+++ RECORDS FOR THIS TASK +++
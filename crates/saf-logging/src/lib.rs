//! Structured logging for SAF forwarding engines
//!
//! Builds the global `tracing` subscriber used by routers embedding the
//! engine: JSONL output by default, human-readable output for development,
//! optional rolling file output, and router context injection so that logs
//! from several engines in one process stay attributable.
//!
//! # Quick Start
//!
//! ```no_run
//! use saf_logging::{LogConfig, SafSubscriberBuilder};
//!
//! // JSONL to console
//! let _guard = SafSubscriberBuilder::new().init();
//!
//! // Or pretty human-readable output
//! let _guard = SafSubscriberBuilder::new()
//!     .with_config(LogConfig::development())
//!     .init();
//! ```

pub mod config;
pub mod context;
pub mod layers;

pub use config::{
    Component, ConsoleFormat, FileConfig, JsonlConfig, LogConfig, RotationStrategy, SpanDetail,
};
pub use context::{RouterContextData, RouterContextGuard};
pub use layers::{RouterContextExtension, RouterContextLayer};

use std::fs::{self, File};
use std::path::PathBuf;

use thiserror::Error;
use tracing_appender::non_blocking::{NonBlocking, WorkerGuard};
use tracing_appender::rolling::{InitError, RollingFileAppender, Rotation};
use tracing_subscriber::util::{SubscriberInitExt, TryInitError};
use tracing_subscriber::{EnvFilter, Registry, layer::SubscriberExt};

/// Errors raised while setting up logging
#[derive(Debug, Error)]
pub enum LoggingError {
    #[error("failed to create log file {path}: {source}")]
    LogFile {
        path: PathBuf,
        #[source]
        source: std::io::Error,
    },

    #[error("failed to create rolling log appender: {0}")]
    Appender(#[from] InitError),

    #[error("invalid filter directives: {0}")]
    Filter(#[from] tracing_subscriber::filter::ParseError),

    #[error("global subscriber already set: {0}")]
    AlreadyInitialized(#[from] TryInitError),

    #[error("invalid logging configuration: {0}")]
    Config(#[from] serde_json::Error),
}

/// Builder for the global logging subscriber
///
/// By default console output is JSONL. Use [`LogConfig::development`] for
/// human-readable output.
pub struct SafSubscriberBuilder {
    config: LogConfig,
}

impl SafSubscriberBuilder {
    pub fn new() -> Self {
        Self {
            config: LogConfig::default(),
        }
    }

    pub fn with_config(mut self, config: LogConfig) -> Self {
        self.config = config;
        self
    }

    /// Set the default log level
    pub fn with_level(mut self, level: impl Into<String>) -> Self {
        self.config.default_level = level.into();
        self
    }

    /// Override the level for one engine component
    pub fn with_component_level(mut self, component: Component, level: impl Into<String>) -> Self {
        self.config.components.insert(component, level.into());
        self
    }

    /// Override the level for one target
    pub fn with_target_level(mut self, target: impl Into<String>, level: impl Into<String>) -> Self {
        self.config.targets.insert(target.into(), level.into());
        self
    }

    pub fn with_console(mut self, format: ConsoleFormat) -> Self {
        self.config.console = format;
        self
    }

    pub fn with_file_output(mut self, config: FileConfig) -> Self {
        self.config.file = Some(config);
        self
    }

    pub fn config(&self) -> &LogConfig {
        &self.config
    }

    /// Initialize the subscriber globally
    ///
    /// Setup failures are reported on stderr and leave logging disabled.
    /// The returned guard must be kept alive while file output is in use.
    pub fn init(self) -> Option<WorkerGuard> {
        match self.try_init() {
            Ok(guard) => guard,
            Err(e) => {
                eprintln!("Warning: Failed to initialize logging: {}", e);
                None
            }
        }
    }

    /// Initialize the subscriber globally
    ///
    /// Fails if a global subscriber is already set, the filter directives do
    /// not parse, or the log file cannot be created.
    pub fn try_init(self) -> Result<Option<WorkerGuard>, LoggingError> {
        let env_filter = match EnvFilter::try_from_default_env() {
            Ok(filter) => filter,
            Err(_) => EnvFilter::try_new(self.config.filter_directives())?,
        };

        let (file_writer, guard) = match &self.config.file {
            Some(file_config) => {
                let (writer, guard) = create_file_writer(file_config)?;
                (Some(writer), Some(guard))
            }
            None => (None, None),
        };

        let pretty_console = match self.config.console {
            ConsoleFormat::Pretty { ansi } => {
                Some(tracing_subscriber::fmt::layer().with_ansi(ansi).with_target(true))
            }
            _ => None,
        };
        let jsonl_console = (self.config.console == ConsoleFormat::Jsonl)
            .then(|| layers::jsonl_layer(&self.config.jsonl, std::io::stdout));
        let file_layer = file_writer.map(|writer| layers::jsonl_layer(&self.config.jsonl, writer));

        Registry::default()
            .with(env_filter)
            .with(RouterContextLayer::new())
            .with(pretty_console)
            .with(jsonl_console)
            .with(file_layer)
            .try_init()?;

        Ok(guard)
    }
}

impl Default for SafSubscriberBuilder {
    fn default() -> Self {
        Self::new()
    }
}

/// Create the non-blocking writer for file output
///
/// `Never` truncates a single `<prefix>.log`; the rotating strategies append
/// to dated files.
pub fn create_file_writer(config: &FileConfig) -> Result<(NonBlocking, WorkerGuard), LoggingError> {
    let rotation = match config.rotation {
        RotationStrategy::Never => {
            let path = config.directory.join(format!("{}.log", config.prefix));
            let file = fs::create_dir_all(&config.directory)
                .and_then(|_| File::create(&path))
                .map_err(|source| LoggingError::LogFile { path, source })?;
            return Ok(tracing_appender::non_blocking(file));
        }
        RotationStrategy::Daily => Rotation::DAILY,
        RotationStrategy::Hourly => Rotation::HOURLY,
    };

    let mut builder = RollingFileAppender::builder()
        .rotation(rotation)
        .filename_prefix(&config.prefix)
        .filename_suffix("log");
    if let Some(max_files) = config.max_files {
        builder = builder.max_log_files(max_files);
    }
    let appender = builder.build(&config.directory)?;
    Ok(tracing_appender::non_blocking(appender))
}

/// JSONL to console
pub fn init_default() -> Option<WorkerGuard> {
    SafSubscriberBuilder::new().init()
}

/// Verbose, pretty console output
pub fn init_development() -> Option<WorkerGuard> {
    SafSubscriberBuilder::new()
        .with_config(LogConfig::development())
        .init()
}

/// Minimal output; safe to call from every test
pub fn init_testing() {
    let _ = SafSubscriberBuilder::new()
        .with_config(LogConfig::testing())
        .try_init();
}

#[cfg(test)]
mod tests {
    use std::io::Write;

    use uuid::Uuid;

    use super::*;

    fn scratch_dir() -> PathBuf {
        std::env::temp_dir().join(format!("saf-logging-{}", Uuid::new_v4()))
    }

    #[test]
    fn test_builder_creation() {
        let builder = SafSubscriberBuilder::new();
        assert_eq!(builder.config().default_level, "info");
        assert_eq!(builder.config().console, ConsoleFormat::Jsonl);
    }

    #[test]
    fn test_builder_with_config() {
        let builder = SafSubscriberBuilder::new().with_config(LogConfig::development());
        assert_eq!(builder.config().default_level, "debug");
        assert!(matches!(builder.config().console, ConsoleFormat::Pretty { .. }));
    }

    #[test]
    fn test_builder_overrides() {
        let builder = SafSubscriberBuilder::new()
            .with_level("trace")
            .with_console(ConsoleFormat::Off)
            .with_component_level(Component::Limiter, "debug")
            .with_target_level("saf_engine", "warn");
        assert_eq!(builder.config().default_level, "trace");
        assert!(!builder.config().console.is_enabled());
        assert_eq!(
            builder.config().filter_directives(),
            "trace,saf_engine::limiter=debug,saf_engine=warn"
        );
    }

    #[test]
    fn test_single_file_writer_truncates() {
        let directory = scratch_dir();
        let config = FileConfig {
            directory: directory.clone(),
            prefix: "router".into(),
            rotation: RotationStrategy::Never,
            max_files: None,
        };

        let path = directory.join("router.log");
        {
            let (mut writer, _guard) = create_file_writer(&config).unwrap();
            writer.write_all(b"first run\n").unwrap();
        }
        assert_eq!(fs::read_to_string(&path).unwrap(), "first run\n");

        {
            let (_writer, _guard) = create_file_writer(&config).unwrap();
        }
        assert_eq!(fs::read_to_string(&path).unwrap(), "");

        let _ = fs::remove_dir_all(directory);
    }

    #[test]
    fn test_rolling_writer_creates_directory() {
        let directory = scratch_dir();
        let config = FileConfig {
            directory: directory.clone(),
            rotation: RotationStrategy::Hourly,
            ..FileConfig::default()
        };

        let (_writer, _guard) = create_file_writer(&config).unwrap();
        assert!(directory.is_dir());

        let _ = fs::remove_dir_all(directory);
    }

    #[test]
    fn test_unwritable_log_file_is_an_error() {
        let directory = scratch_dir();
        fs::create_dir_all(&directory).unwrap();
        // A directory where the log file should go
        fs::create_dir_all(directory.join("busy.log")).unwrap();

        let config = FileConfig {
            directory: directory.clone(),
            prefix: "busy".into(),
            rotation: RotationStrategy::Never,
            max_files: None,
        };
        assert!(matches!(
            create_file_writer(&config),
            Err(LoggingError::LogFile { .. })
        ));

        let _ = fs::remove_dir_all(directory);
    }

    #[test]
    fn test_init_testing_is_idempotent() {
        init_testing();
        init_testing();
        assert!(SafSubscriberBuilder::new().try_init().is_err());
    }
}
+++
EXERCISE AIM: Filter the listing above for lines with the word "first", and copy each one you find.

WRITTEN SOLUTION:
            writer.write_all(b"first run\n").unwrap();
        assert_eq!(fs::read_to_string(&path).unwrap(), "first run\n");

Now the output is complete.